ASSIGNMENT:
Filter the entries and keep only the lines where the string "Deserialize" appears.

START GIVEN INFORMATION

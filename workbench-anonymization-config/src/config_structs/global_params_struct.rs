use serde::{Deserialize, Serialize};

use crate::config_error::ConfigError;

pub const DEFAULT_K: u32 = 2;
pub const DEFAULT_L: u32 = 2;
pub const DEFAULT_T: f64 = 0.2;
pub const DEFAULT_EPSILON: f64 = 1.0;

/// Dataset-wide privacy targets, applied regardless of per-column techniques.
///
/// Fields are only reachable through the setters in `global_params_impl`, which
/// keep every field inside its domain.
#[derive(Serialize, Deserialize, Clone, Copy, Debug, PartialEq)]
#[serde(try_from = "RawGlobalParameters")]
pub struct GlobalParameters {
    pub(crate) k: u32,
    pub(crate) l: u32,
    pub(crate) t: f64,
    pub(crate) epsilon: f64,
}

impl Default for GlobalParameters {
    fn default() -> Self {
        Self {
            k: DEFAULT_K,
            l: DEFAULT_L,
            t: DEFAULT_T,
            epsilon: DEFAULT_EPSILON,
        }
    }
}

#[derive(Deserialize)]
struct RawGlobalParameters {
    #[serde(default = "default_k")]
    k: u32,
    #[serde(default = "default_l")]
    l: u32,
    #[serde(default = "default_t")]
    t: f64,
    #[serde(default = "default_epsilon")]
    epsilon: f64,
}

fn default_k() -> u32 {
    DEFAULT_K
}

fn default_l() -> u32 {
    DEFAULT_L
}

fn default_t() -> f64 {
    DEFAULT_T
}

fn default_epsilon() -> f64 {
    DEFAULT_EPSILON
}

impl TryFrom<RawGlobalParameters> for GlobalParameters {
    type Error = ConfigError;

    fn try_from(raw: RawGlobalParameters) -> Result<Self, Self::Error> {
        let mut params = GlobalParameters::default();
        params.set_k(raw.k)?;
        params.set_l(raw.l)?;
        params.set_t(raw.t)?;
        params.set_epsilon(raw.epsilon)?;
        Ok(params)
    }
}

END GIVEN INFORMATION

RESULT FOR THIS TASK:
use serde::{Deserialize, Serialize};
#[derive(Serialize, Deserialize, Clone, Copy, Debug, PartialEq)]
#[derive(Deserialize)]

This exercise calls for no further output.